BMS Scholar Contributes to New Food Safety Technology

January 29, 2016

Dr. J. Paul Robinson, a Purdue Veterinary Medicine faculty member in the Department of Basic Medical Sciences (BMS), helped develop a Purdue innovation that creates a “fingerprint-like pattern” to identify foodborne pathogens, without using reagents. Licensed by Hettich Lab Technology, the innovation was demonstrated this week at the Society of Laboratory Automation and Screening Conference and Exhibition in San Diego, Calif.

The device, called the Bacteria Rapid Detection using Optical Scattering Technology, or BARDOT, has shown great promise in identifying dangerous pathogens such as listeria, staphylococcus, salmonella, vibrio, and E. coli. Since the technology does not require a reagent, it reduces the cost of the pathogen identification. The technology can be used to test any food source for contamination, changing the model for rapid and definitive identification of pathogens. The USDA’s Agricultural Research Service (ARS), the National Science Foundation and the National Institutes of Health all provided funding to the Purdue University College of Veterinary Medicine and College of Agriculture to develop the technology, which uses an optical sensor in the detection and identification of foodborne pathogens and other bacteria of interest.

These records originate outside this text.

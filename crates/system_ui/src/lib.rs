//! Leptos primitives shared by the desktop chrome, the record forms, and the login screen.
//!
//! Every primitive stamps `data-ui-primitive`, `data-ui-kind`, and token attributes such as
//! `data-ui-tone` onto its root element; stylesheets target those attributes rather than ad hoc
//! classes.

#![warn(missing_docs, rustdoc::broken_intra_doc_links)]

mod icon;
mod primitives;

pub use icon::{Icon, IconName, IconSize};
pub use primitives::{
    Badge, Button, ButtonSize, ButtonVariant, Card, ClockButton, Cluster, DataTable,
    DesktopBackdrop, DesktopRoot, DesktopWindowLayer, Elevation, EmptyState, FieldGroup, Grid,
    Heading, InlineNotice, LauncherMenu, LayoutAlign, LayoutGap, LayoutJustify, LayoutPadding,
    MenuBackdrop, MenuItem, MenuSeparator, SelectField, Stack, Switch, Taskbar, TaskbarButton,
    TaskbarSection, Text, TextField, TextRole, TextTone, WindowBody, WindowControlButton,
    WindowControls, WindowFrame, WindowTitle, WindowTitleBar,
};

/// Form, layout, and display primitives used inside window contents.
pub mod prelude {
    pub use crate::{
        Badge, Button, ButtonSize, ButtonVariant, Card, Cluster, DataTable, Elevation, EmptyState,
        FieldGroup, Grid, Heading, Icon, IconName, IconSize, InlineNotice, LayoutAlign, LayoutGap,
        LayoutJustify, LayoutPadding, SelectField, Stack, Switch, Text, TextField, TextRole,
        TextTone,
    };
}
//! `localStorage`-backed record store implementation.
//!
//! The browser API is synchronous, so the adapter maps each [`RecordStore`] call directly onto
//! `getItem`/`setItem` for the collection key.

use platform_host::{RecordStore, RecordStoreError};

#[derive(Debug, Clone, Copy, Default)]
/// Browser record store backed by `window.localStorage`.
pub struct WebRecordStore;

#[cfg(target_arch = "wasm32")]
fn local_storage() -> Result<web_sys::Storage, RecordStoreError> {
    web_sys::window()
        .and_then(|w| w.local_storage().ok().flatten())
        .ok_or(RecordStoreError::Unavailable)
}

#[cfg(target_arch = "wasm32")]
fn js_message(err: &wasm_bindgen::JsValue) -> String {
    err.as_string().unwrap_or_else(|| format!("{err:?}"))
}

impl RecordStore for WebRecordStore {
    fn load_raw(&self, key: &str) -> Result<Option<String>, RecordStoreError> {
        #[cfg(target_arch = "wasm32")]
        {
            local_storage()?
                .get_item(key)
                .map_err(|e| RecordStoreError::Backend {
                    operation: "read",
                    key: key.to_string(),
                    message: js_message(&e),
                })
        }

        #[cfg(not(target_arch = "wasm32"))]
        {
            let _ = key;
            Ok(None)
        }
    }

    fn save_raw(&self, key: &str, raw_json: &str) -> Result<(), RecordStoreError> {
        #[cfg(target_arch = "wasm32")]
        {
            local_storage()?
                .set_item(key, raw_json)
                .map_err(|e| RecordStoreError::Backend {
                    operation: "write",
                    key: key.to_string(),
                    message: js_message(&e),
                })
        }

        #[cfg(not(target_arch = "wasm32"))]
        {
            let _ = (key, raw_json);
            Ok(())
        }
    }
}

#[cfg(all(test, not(target_arch = "wasm32")))]
mod tests {
    use platform_host::{get_records, CatalogEntry};
    use pretty_assertions::assert_eq;

    use super::*;

    #[test]
    fn host_builds_read_as_empty_and_accept_writes() {
        let store = WebRecordStore;
        assert_eq!(store.load_raw("cities"), Ok(None));
        assert_eq!(store.save_raw("cities", "[]"), Ok(()));
        let records: Vec<CatalogEntry> = get_records(&store, "cities");
        assert!(records.is_empty());
    }
}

"The technology can transmit a pathogenic organism fingerprint across the country instantly without the danger of physically transporting the pathogenic organism. This can be achieved without any reagents or assay requirements, which makes this a unique feature for this technology," said Dr. Robinson, PVM Professor of Cytomics and member of the Purdue Center for Food Safety Engineering. "Another attribute is that the technology evaluates every colony on a Petri-dish, so it eliminates or significantly minimizes the sampling bias, and as a result dramatically lowers the rate of false negatives - something that no other technology in organism identification can claim."

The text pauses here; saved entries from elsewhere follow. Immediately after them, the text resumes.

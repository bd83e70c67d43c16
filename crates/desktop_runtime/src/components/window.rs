use super::*;
use crate::{
    apps::render_window_contents,
    icons::content_icon,
    model::{WINDOW_HEIGHT, WINDOW_WIDTH},
    window_manager::{window_placement, WindowPlacement},
};
use system_ui::{
    Icon, IconName, IconSize, WindowBody, WindowControlButton, WindowControls, WindowFrame,
    WindowTitle, WindowTitleBar,
};
#[cfg(target_arch = "wasm32")]
use wasm_bindgen::JsCast;

#[cfg(target_arch = "wasm32")]
fn try_set_pointer_capture(ev: &web_sys::PointerEvent) {
    if let Some(target) = ev.current_target() {
        if let Ok(element) = target.dyn_into::<web_sys::Element>() {
            let _ = element.set_pointer_capture(ev.pointer_id());
        }
    }
}

#[cfg(not(target_arch = "wasm32"))]
fn try_set_pointer_capture(_: &web_sys::PointerEvent) {}

fn frame_style(placement: &WindowPlacement) -> String {
    format!(
        "left:{}px;top:{}px;width:{}px;height:{}px;z-index:{};",
        placement.position.x,
        placement.position.y,
        WINDOW_WIDTH,
        WINDOW_HEIGHT,
        placement.z_index
    )
}

#[component]
pub(super) fn DesktopWindow(window_id: WindowId) -> impl IntoView {
    let runtime = use_desktop_runtime();
    let state = runtime.state;

    let placement = create_memo(move |_| {
        state.with(|desktop| {
            runtime
                .interaction
                .with(|manager| window_placement(desktop, manager, window_id))
        })
    });
    let Some(initial) = placement.get_untracked() else {
        return ().into_view();
    };
    let content_type = initial.descriptor.content_type;
    let title = initial.descriptor.title;

    let focused =
        Signal::derive(move || state.with(|d| d.focused_window_id() == Some(window_id)));
    let style = Signal::derive(move || {
        placement
            .with(|p| p.as_ref().map(frame_style))
            .unwrap_or_default()
    });

    let focus = Callback::new(move |_: web_sys::PointerEvent| {
        if !state.with_untracked(|d| d.is_topmost(window_id)) {
            runtime.dispatch_action(DesktopAction::FocusWindow { window_id });
        }
    });
    let begin_move = Callback::new(move |ev: web_sys::PointerEvent| {
        if ev.pointer_type() == "mouse" && ev.button() != 0 {
            return;
        }
        if ev.pointer_type() != "mouse" && !ev.is_primary() {
            return;
        }
        try_set_pointer_capture(&ev);
        ev.prevent_default();
        ev.stop_propagation();
        runtime.dispatch_action(DesktopAction::BeginMove {
            window_id,
            pointer: pointer_from_pointer_event(&ev),
        });
    });
    let minimize = Callback::new(move |_| {
        runtime.dispatch_action(DesktopAction::ToggleMinimize { window_id })
    });
    let close = Callback::new(move |_| {
        runtime.dispatch_action(DesktopAction::CloseWindow { window_id })
    });

    let contents = render_window_contents(content_type, runtime.host.get_value());

    view! {
        <WindowFrame
            layout_class="desktop-window"
            style
            aria_label=title.clone()
            focused
            on_pointerdown=focus
        >
            <WindowTitleBar on_pointerdown=begin_move>
                <WindowTitle>
                    <Icon icon=content_icon(content_type) size=IconSize::Sm />
                    <span>{title}</span>
                </WindowTitle>
                <WindowControls>
                    <WindowControlButton
                        icon=IconName::WindowMinimize
                        aria_label="Minimizar"
                        on_click=minimize
                    />
                    <WindowControlButton
                        icon=IconName::Dismiss
                        aria_label="Cerrar"
                        on_click=close
                    />
                </WindowControls>
            </WindowTitleBar>
            <WindowBody>{contents}</WindowBody>
        </WindowFrame>
    }
    .into_view()
}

Hettich Lab Technology designs, engineers and commercializes software and automated incubation systems for identifying pathogens using elastic light scatter techniques that fire lasers at a pathogen colony to create a light-scatter field that gives the pathogen a pattern or fingerprint. "We are excited about the potential of the technology to advance the process of protecting society from foodborne pathogens." said Klaus-Günter Eberle, Hettich's CEO and general manager.

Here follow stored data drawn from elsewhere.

use std::time::Duration;

use super::*;
use crate::icons::content_icon;
use system_ui::{ClockButton, Icon, IconName, IconSize, Taskbar, TaskbarButton, TaskbarSection};

#[derive(Debug, Clone, Copy, PartialEq, Eq)]
struct TaskbarClockSnapshot {
    hour: u32,
    minute: u32,
}

impl TaskbarClockSnapshot {
    fn now() -> Self {
        #[cfg(target_arch = "wasm32")]
        {
            let date = js_sys::Date::new_0();
            return Self {
                hour: date.get_hours(),
                minute: date.get_minutes(),
            };
        }

        #[cfg(not(target_arch = "wasm32"))]
        {
            Self { hour: 0, minute: 0 }
        }
    }
}

fn format_taskbar_clock(snapshot: TaskbarClockSnapshot) -> String {
    format!("{:02}:{:02}", snapshot.hour, snapshot.minute)
}

#[component]
pub(super) fn DesktopTaskbar() -> impl IntoView {
    let runtime = use_desktop_runtime();
    let state = runtime.state;
    let clock_now = create_rw_signal(TaskbarClockSnapshot::now());

    if let Ok(interval) = set_interval_with_handle(
        move || clock_now.set(TaskbarClockSnapshot::now()),
        Duration::from_secs(1),
    ) {
        on_cleanup(move || interval.clear());
    }

    let start_menu_open = Signal::derive(move || state.with(|d| d.start_menu_open));
    let window_ids =
        move || state.with(|d| d.windows.iter().map(|w| w.id).collect::<Vec<WindowId>>());

    view! {
        <Taskbar aria_label="Barra de tareas">
            <TaskbarSection ui_slot="start">
                <TaskbarButton
                    ui_slot="start-button"
                    icon=IconName::Launcher
                    aria_label="Inicio"
                    aria_haspopup="menu"
                    aria_expanded=start_menu_open
                    selected=start_menu_open
                    on_click=Callback::new(move |_| {
                        runtime.dispatch_action(DesktopAction::ToggleStartMenu)
                    })
                >
                    <span>"Inicio"</span>
                </TaskbarButton>
            </TaskbarSection>

            <TaskbarSection ui_slot="running" aria_label="Ventanas abiertas">
                <For each=window_ids key=|id| id.0 let:window_id>
                    {
                        let window = state.with_untracked(|d| d.window(window_id).cloned());
                        window.map(|window| {
                            let shown = Signal::derive(move || {
                                state.with(|d| d.window(window_id).is_some_and(|w| !w.minimized))
                            });
                            view! {
                                <TaskbarButton
                                    icon=content_icon(window.content_type)
                                    title=window.title.clone()
                                    selected=shown
                                    on_click=Callback::new(move |_| {
                                        runtime.dispatch_action(DesktopAction::ActivateTaskbarEntry {
                                            window_id,
                                        })
                                    })
                                >
                                    <span>{window.title}</span>
                                </TaskbarButton>
                            }
                        })
                    }
                </For>
            </TaskbarSection>

            <TaskbarSection ui_slot="tray">
                <ClockButton aria_label="Hora actual">
                    {move || format_taskbar_clock(clock_now.get())}
                </ClockButton>
                <span class="taskbar-user-chip" data-ui-slot="user-chip">
                    <Icon icon=IconName::Person size=IconSize::Xs />
                    {runtime.username.get_value()}
                </span>
            </TaskbarSection>
        </Taskbar>
    }
}

#[cfg(test)]
mod tests {
    use super::*;

    #[test]
    fn clock_renders_zero_padded_hours_and_minutes() {
        assert_eq!(
            format_taskbar_clock(TaskbarClockSnapshot { hour: 7, minute: 5 }),
            "07:05"
        );
        assert_eq!(
            format_taskbar_clock(TaskbarClockSnapshot {
                hour: 23,
                minute: 59
            }),
            "23:59"
        );
    }
}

In the United States, the Centers for Disease Control and Prevention estimates that one in six Americans, or 48 million people, become ill from foodborne illnesses, leading to nearly 3,000 deaths and 128,000 hospitalized patients. In addition, foodborne illnesses are considered responsible for an estimated cost of $152 billion in medical expenses, lost productivity and business, lawsuits and compromised branding.